WZKT
- Walnut Creek, North Carolina; United States;
- Broadcast area: Kinston-Goldsboro
- Frequency: 97.7 MHz
- Branding: 97.7 Katie Country

Programming
- Language: English
- Format: Country

Ownership
- Owner: New Age Communications, Inc.

History
- First air date: September 15, 1976 (as WQDW)
- Former call signs: WQDW (1976–1990) WKCP (1990–1991) WQDW-FM (1991–1994) WZBR (1994–2004) WWNF (2004–2006) WKIX (2006–2008) WEQR (2008–2014)

Technical information
- Licensing authority: FCC
- Facility ID: 57610
- Class: A
- ERP: 2,650 watts
- HAAT: 52.8 meters (173 ft)
- Transmitter coordinates: 35°17′28″N 77°49′25″W﻿ / ﻿35.29111°N 77.82361°W

Links
- Public license information: Public file; LMS;
- Website: curtismedia.com/katie-country website

= WZKT =

WZKT (97.7 FM) is a radio station licensed to serve Walnut Creek, North Carolina, United States. The station, founded in 1976, is owned by New Age Communications, Inc.

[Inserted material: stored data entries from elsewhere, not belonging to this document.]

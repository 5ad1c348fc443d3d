//! Include/exclude filtering of statements by kind, name or full tag

use regex::Regex;

use crate::error::ScriptError;
use crate::parser::Statement;

/// Part of a tag a pattern is matched against
#[derive(Debug, Clone, Copy, PartialEq, Eq)]
pub enum FilterField {
    Kind,
    Name,
    Tag,
}

#[derive(Debug, Clone, Default)]
struct PatternSet {
    include: Vec<Regex>,
    exclude: Vec<Regex>,
}

impl PatternSet {
    fn accepts(&self, value: &str) -> bool {
        (self.include.is_empty() || self.include.iter().any(|re| re.is_match(value)))
            && !self.exclude.iter().any(|re| re.is_match(value))
    }
}

/// Regex filter over statement tags.
///
/// A statement is kept when every non-empty include list has a match and no
/// exclude list matches. Patterns are unanchored.
#[derive(Debug, Clone, Default)]
pub struct ScriptFilter {
    kind: PatternSet,
    name: PatternSet,
    tag: PatternSet,
}

fn compile(pattern: &str) -> Result<Regex, ScriptError> {
    Regex::new(pattern).map_err(|source| ScriptError::InvalidFilterPattern {
        pattern: pattern.to_string(),
        source,
    })
}

impl ScriptFilter {
    pub fn new() -> Self {
        Self::default()
    }

    fn set_mut(&mut self, field: FilterField) -> &mut PatternSet {
        match field {
            FilterField::Kind => &mut self.kind,
            FilterField::Name => &mut self.name,
            FilterField::Tag => &mut self.tag,
        }
    }

    pub fn include(mut self, field: FilterField, pattern: &str) -> Result<Self, ScriptError> {
        let re = compile(pattern)?;
        self.set_mut(field).include.push(re);
        Ok(self)
    }

    pub fn exclude(mut self, field: FilterField, pattern: &str) -> Result<Self, ScriptError> {
        let re = compile(pattern)?;
        self.set_mut(field).exclude.push(re);
        Ok(self)
    }

    pub fn is_empty(&self) -> bool {
        [&self.kind, &self.name, &self.tag]
            .iter()
            .all(|set| set.include.is_empty() && set.exclude.is_empty())
    }

    /// Whether `statement` passes; `delimiter` renders the full tag
    pub fn matches(&self, statement: &Statement, delimiter: &str) -> bool {
        let tag = &statement.tag;
        self.kind.accepts(&tag.kind)
            && self.name.accepts(tag.name.as_deref().unwrap_or(""))
            && self.tag.accepts(&tag.render(delimiter))
    }
}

WZKT broadcasts a country music format with an ERP of 2,650 watts.

==History==
At one time, this frequency was home to WQDW, an urban contemporary station in Kinston, North Carolina, along with sister station WISP (1230 AM, now WLNR). In December 1986, Caravelle Broadcast Group Inc. completed its purchase of WSFL-FM and Kinston radio stations WISP and WQDW.

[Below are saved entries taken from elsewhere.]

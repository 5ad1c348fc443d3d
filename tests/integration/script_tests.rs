//! Script-level tests over the fixture scripts

use pretty_assertions::assert_eq;
use rust_sqlscript::parser::AttributeValue;
use rust_sqlscript::{
    FilterField, QaKind, Script, ScriptConfig, ScriptFilter, ScriptItem, StatementId, Tag,
};

use crate::common::{fixture_path, parse_fixture, parse_fixture_with, tags};

fn qa_config() -> ScriptConfig {
    ScriptConfig::from_toml(
        r#"
        [attributes]
        list = ["tags"]
        float = ["tolerance"]
        "#,
    )
    .unwrap()
}

// ============================================================================
// Fixture parsing
// ============================================================================

#[test]
fn test_generic_script_tags() {
    let script = parse_fixture("generic_script.sql");

    assert_eq!(
        tags(&script),
        vec![
            "create-schema~sample_schema",
            "create-transient table~snowmobile_testing.sample_table",
            "insert-into~snowmobile_testing.sample_table",
            "select-data~statement #4",
            "select-data~statement #5",
            "set-param~statement #6",
            "unset-param~statement #7",
            "drop-table~snowmobile_testing.sample_table",
            "drop-schema~sample_schema",
        ]
    );
    assert_eq!(script.name(), "generic_script.sql");
    assert_eq!(script.path(), Some(fixture_path("generic_script.sql").as_path()));
}

#[test]
fn test_generic_script_texts() {
    let script = parse_fixture("generic_script.sql");
    let statements = script.statements();

    assert_eq!(
        statements[0].text,
        "create schema sample_schema\ncomment = 'Sample Comment'"
    );
    assert_eq!(statements[0].line, 4);
    assert_eq!(
        statements[2].text,
        "insert into snowmobile_testing.sample_table (col1, col2)\nvalues (2, 'it''s')"
    );
    assert_eq!(statements[8].text, "drop schema if exists sample_schema");
    assert_eq!(
        statements[1].first_line(),
        "create or replace transient table snowmobile_testing.sample_table as"
    );
    assert_eq!(script.lines(), 12);
}

#[test]
fn test_qa_script() {
    let script = parse_fixture_with("qa_script.sql", &qa_config());
    let statements = script.statements();

    assert_eq!(script.depth(), 4);
    assert_eq!(
        statements[1].tag,
        Tag::new("qa-empty", "verify dummy_dim is distinct on id")
    );
    assert_eq!(
        statements[2].tag,
        Tag::new("qa-empty", "verify dummy_dim is distinct on id (2)")
    );
    assert_eq!(statements[1].qa_kind(), Some(QaKind::Empty));
    assert_eq!(statements[3].qa_kind(), Some(QaKind::Diff));
    assert_eq!(statements[0].qa_kind(), None);

    let attributes = &statements[1].attributes;
    assert_eq!(
        attributes.get("tags"),
        Some(&AttributeValue::List(vec![
            "nightly".to_string(),
            "smoke".to_string()
        ]))
    );
    assert_eq!(attributes.get("tolerance"), Some(&AttributeValue::Float(0.0)));
    assert_eq!(
        attributes.get("description"),
        Some(&AttributeValue::Text("no duplicate ids".to_string()))
    );

    let duplicates = script.duplicates();
    assert_eq!(duplicates.len(), 1);
}

#[test]
fn test_markers_script() {
    let script = parse_fixture("markers_script.sql");

    let names: Vec<(&str, usize)> = script
        .markers()
        .iter()
        .map(|m| (m.name.as_str(), m.position))
        .collect();
    assert_eq!(names, vec![("intro", 0), ("checks", 1), ("appendix", 2)]);
    assert_eq!(
        script.markers()[0].attribute("description"),
        Some(&AttributeValue::Text("setup statements".to_string()))
    );
    assert_eq!(
        tags(&script),
        vec!["create-table~t1", "qa-empty~t1 has rows"]
    );

    let order: Vec<String> = script
        .contents()
        .into_iter()
        .map(|item| match item {
            ScriptItem::Marker(m) => format!("marker:{}", m.name),
            ScriptItem::Statement(s) => format!("statement:{}", s.index),
        })
        .collect();
    assert_eq!(
        order,
        vec![
            "marker:intro",
            "statement:1",
            "marker:checks",
            "statement:2",
            "marker:appendix"
        ]
    );
}

#[test]
fn test_marker_defaults_from_config() {
    let config = ScriptConfig::from_toml(
        r#"
        [markers.intro]
        description = "configured description"
        owner = "data team"

        [markers.checks]
        severity = "high"
        "#,
    )
    .unwrap();
    let script = parse_fixture_with("markers_script.sql", &config);
    let markers = script.markers();

    assert_eq!(
        markers[0].attribute("description"),
        Some(&AttributeValue::Text("setup statements".to_string()))
    );
    assert_eq!(
        markers[0].attribute("owner"),
        Some(&AttributeValue::Text("data team".to_string()))
    );
    assert_eq!(
        markers[1].attribute("severity"),
        Some(&AttributeValue::Text("high".to_string()))
    );
    assert_eq!(markers[2].attribute("severity"), None);
}

// ============================================================================
// Lookup and filtering
// ============================================================================

#[test]
fn test_lookup_by_tag_and_index() {
    let script = parse_fixture("generic_script.sql");

    let by_tag = script
        .statement(&StatementId::parse("drop-schema~sample_schema"))
        .unwrap();
    let by_index = script.statement(&StatementId::parse("-1")).unwrap();
    assert_eq!(by_tag.index, 9);
    assert_eq!(by_tag, by_index);
}

#[test]
fn test_filter_by_kind() {
    let script = parse_fixture_with("qa_script.sql", &qa_config());

    let filter = ScriptFilter::new()
        .include(FilterField::Kind, "^qa-")
        .unwrap()
        .exclude(FilterField::Kind, "diff")
        .unwrap();
    let indexes: Vec<usize> = script.filter(&filter).iter().map(|s| s.index).collect();
    assert_eq!(indexes, vec![2, 3]);
}

// ============================================================================
// Records and reconstruction
// ============================================================================

#[test]
fn test_records_serialize() {
    let script = Script::from_source(
        "records.sql",
        "/*-drop-table~t-*/\ndrop table t;\nselect 1;",
        &ScriptConfig::default(),
    )
    .unwrap();

    let json = serde_json::to_value(script.records()).unwrap();
    assert_eq!(
        json,
        serde_json::json!([
            {"index": 1, "tag": {"kind": "drop-table", "name": "t"}, "text": "drop table t"},
            {"index": 2, "tag": {"kind": "select-data", "name": "statement #2"}, "text": "select 1"}
        ])
    );
}

#[test]
fn test_render_reparses_to_identical_records() {
    for (name, config) in [
        ("generic_script.sql", ScriptConfig::default()),
        ("qa_script.sql", qa_config()),
        ("markers_script.sql", ScriptConfig::default()),
    ] {
        let script = parse_fixture_with(name, &config);
        let rendered = script.render();
        let reparsed = Script::from_source(name, &rendered, &config)
            .unwrap_or_else(|e| panic!("Rendered {} failed to parse: {}", name, e));

        assert_eq!(script.records(), reparsed.records(), "records of {}", name);
        assert_eq!(script.markers().len(), reparsed.markers().len());
        assert_eq!(reparsed.render(), rendered);
    }
}

#[test]
fn test_concatenated_texts_reparse() {
    let script = parse_fixture("generic_script.sql");
    let joined: String = script
        .statements()
        .iter()
        .map(|s| format!("{};\n", s.text))
        .collect();
    let reparsed = Script::from_source("joined.sql", &joined, &ScriptConfig::default()).unwrap();

    let texts = |s: &Script| s.statements().iter().map(|st| st.text.clone()).collect::<Vec<_>>();
    assert_eq!(texts(&script), texts(&reparsed));
}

WZBR was a country music radio station owned by ABG North Carolina Inc.

"Kix Country" logo

In 2003, Archway Broadcasting Group, LLC, announced its acquisition of WZBR and three other Greenville market stations—WRHT, WCBZ, and WNBR—from Eastern North Carolina Broadcasting Company, Inc. for $6.5 million. Also that year, Archway bought WGPM and WCZI.

Archway announced May 25, 2004, that it was selling WWNF to Curtis Media Group.

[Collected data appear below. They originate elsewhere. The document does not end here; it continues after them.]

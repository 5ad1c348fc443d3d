//! Statement splitter tests

use rust_sqlscript::config::LexerConfig;
use rust_sqlscript::error::LiteralKind;
use rust_sqlscript::parser::{split_statements, StatementSpan};
use rust_sqlscript::ScriptError;

fn spans(sql: &str) -> Vec<StatementSpan> {
    split_statements(sql, LexerConfig::default())
        .collect::<Result<_, _>>()
        .unwrap()
}

fn texts(sql: &str) -> Vec<&str> {
    spans(sql).iter().map(|s| s.text(sql)).collect()
}

// ============================================================================
// Terminators
// ============================================================================

#[test]
fn test_statements_in_document_order() {
    let sql = "create table t (a int);\ninsert into t values (1);\nselect * from t;";
    assert_eq!(
        texts(sql),
        vec![
            "create table t (a int)",
            "insert into t values (1)",
            "select * from t"
        ]
    );
}

#[test]
fn test_offsets_are_increasing() {
    let sql = "select 1;\n\n-- x\nselect 2;\nselect 3";
    let spans = spans(sql);
    for pair in spans.windows(2) {
        assert!(pair[0].next <= pair[1].region_start);
        assert!(pair[0].end < pair[1].start);
    }
}

#[test]
fn test_multiline_statement_keeps_internal_whitespace() {
    let sql = "create schema sample_schema\ncomment = 'Sample Comment';";
    assert_eq!(
        texts(sql),
        vec!["create schema sample_schema\ncomment = 'Sample Comment'"]
    );
}

#[test]
fn test_trailing_comment_not_part_of_text() {
    let sql = "select 1 -- trailing note\n;";
    assert_eq!(texts(sql), vec!["select 1"]);
}

#[test]
fn test_cte_with_parentheses() {
    let sql = "with a as (\n  select 1 as x\n)\nselect * from a;\nselect 2;";
    assert_eq!(texts(sql).len(), 2);
}

// ============================================================================
// Literal and comment immunity
// ============================================================================

#[test]
fn test_semicolon_in_single_quoted_string() {
    assert_eq!(texts("set x = 'a;b';"), vec!["set x = 'a;b'"]);
}

#[test]
fn test_semicolon_in_block_comment() {
    assert_eq!(
        texts("select /* ; ; */ 1;select 2;"),
        vec!["select /* ; ; */ 1", "select 2"]
    );
}

#[test]
fn test_sql_like_text_in_comments() {
    let sql = "/* drop table x; select 1; */\n-- delete from y;\nselect 3;";
    assert_eq!(texts(sql), vec!["select 3"]);
}

#[test]
fn test_dollar_quotes_disabled() {
    let options = LexerConfig {
        dollar_quotes: false,
        ..LexerConfig::default()
    };
    let sql = "select $$a;b$$;";
    let count = split_statements(sql, options).count();
    assert_eq!(count, 2);
}

// ============================================================================
// Discarded and final statements
// ============================================================================

#[test]
fn test_header_and_banner_comments_discarded() {
    let sql = "-- noinspection SqlResolveForFile\n/*----------*/\n;\nselect 1;";
    assert_eq!(texts(sql), vec!["select 1"]);
}

#[test]
fn test_final_statement_without_terminator() {
    let sql = "select 1;\ndrop schema if exists s";
    let spans = spans(sql);
    assert_eq!(spans.len(), 2);
    assert!(!spans[1].terminated);
    assert_eq!(spans[1].text(sql), "drop schema if exists s");
}

#[test]
fn test_empty_and_comment_only_input() {
    assert!(texts("").is_empty());
    assert!(texts("-- nothing here\n/* at all */").is_empty());
}

// ============================================================================
// Errors
// ============================================================================

#[test]
fn test_unterminated_string_reports_start() {
    let sql = "select 1;\nselect 'oops;";
    let err = split_statements(sql, LexerConfig::default())
        .collect::<Result<Vec<_>, _>>()
        .unwrap_err();
    match err {
        ScriptError::UnterminatedLiteral {
            literal,
            offset,
            line,
            snippet,
        } => {
            assert_eq!(literal, LiteralKind::SingleQuoted);
            assert_eq!(offset, 17);
            assert_eq!(line, 2);
            assert_eq!(snippet, "'oops;");
        }
        other => panic!("Expected UnterminatedLiteral, got {:?}", other),
    }
}

#[test]
fn test_unterminated_quoted_identifier() {
    let err = split_statements("select \"col", LexerConfig::default())
        .find_map(Result::err)
        .unwrap();
    assert!(matches!(
        err,
        ScriptError::UnterminatedLiteral {
            literal: LiteralKind::DoubleQuoted,
            ..
        }
    ));
}

#[test]
fn test_statements_before_error_are_yielded() {
    let mut splitter = split_statements("select 1;\n/* open", LexerConfig::default());
    assert!(matches!(splitter.next(), Some(Ok(_))));
    assert!(matches!(splitter.next(), Some(Err(_))));
    assert!(splitter.next().is_none());
}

During 2006–2008, this station was called "Kix Country 97.7" and it used the WKIX call letters. The station was assigned the WEQR call letters by the Federal Communications Commission on December 24, 2008. From late 2008 until 2010, Q97.7 was hot adult contemporary. In 2010, WEQR changed its format to CHR and changed its slogan to "The Best Songs On The Radio." Later, the slogan was changed to "Today's Hits." On October 27, 2014, WEQR changed their call letters to WZKT.
On December 26, 2014 the station changed formats and 97-7 "Katie Country" was born.